— Work required —
For every line in the records that has the word "fingerprint", make a copy.
*** Opening Records shown ***
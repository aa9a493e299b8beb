// Step 2: bot-detection penalties, read from `metadata.bot_analysis` and
// `metadata.bot_detection_flags`.

use serde_json::Value;

pub fn score(metadata: &Value) -> (f64, Vec<&'static str>) {
    let mut delta = 0.0;
    let mut flags = Vec::new();

    let bot_analysis = metadata.get("bot_analysis");

    let bot_probability = bot_analysis
        .and_then(|b| b.get("fingerprint"))
        .and_then(|f| f.get("bot_probability"))
        .and_then(Value::as_f64)
        .unwrap_or(0.0);

    if bot_probability > 0.8 {
        delta -= 40.0;
        flags.push("high_bot_probability");
    } else if bot_probability > 0.6 {
        delta -= 25.0;
        flags.push("medium_bot_probability");
    } else if bot_probability > 0.4 {
        delta -= 10.0;
        flags.push("low_bot_probability");
    }

    if let Some(bot_flags) = metadata.get("bot_detection_flags").and_then(Value::as_array) {
        for flag in bot_flags.iter().filter_map(Value::as_str) {
            match flag {
                "browser_bot_flag" => {
                    delta -= 35.0;
                    flags.push("browser_detected_bot");
                }
                "datacenter_ip" => {
                    delta -= 20.0;
                    flags.push("datacenter_ip_usage");
                }
                "blacklisted_ip" => {
                    delta -= 30.0;
                    flags.push("blacklisted_ip_detected");
                }
                "low_confidence" => {
                    delta -= 10.0;
                    flags.push("bot_signal_low_confidence");
                }
                "incognito_mode" => {
                    delta -= 10.0;
                    flags.push("bot_signal_incognito_mode");
                }
                _ => {}
            }
        }
    }

    let iphub = bot_analysis.and_then(|b| b.get("iphub"));
    let is_blacklisted = iphub
        .and_then(|i| i.get("is_blacklisted"))
        .and_then(Value::as_bool)
        .unwrap_or(false);
    if is_blacklisted {
        let block_type = iphub
            .and_then(|i| i.get("block_type"))
            .and_then(Value::as_i64)
            .unwrap_or(0);
        match block_type {
            1 => {
                delta -= 25.0;
                flags.push("commercial_vpn");
            }
            2 => {
                delta -= 30.0;
                flags.push("hosting_provider_ip");
            }
            _ => {}
        }
    }

    (delta, flags)
}

#[cfg(test)]
mod tests {
    use super::*;
    use serde_json::json;

    #[test]
    fn test_high_bot_probability_dominates_lower_bands() {
        let metadata = json!({"bot_analysis": {"fingerprint": {"bot_probability": 0.9}}});
        assert_eq!(score(&metadata), (-40.0, vec!["high_bot_probability"]));
    }

    #[test]
    fn test_explicit_flags_stack() {
        let metadata = json!({"bot_detection_flags": ["datacenter_ip", "blacklisted_ip"]});
        let (delta, flags) = score(&metadata);
        assert_eq!(delta, -50.0);
        assert_eq!(flags, vec!["datacenter_ip_usage", "blacklisted_ip_detected"]);
    }

    #[test]
    fn test_iphub_hosting_provider() {
        let metadata = json!({
            "bot_analysis": {"iphub": {"is_blacklisted": true, "block_type": 2}}
        });
        assert_eq!(score(&metadata), (-30.0, vec!["hosting_provider_ip"]));
    }

    #[test]
    fn test_no_signals_is_neutral() {
        assert_eq!(score(&json!({})), (0.0, vec![]));
    }
}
*** Closing Records shown ***
— Response to this task —
        .and_then(|b| b.get("fingerprint"))
        let metadata = json!({"bot_analysis": {"fingerprint": {"bot_probability": 0.9}}});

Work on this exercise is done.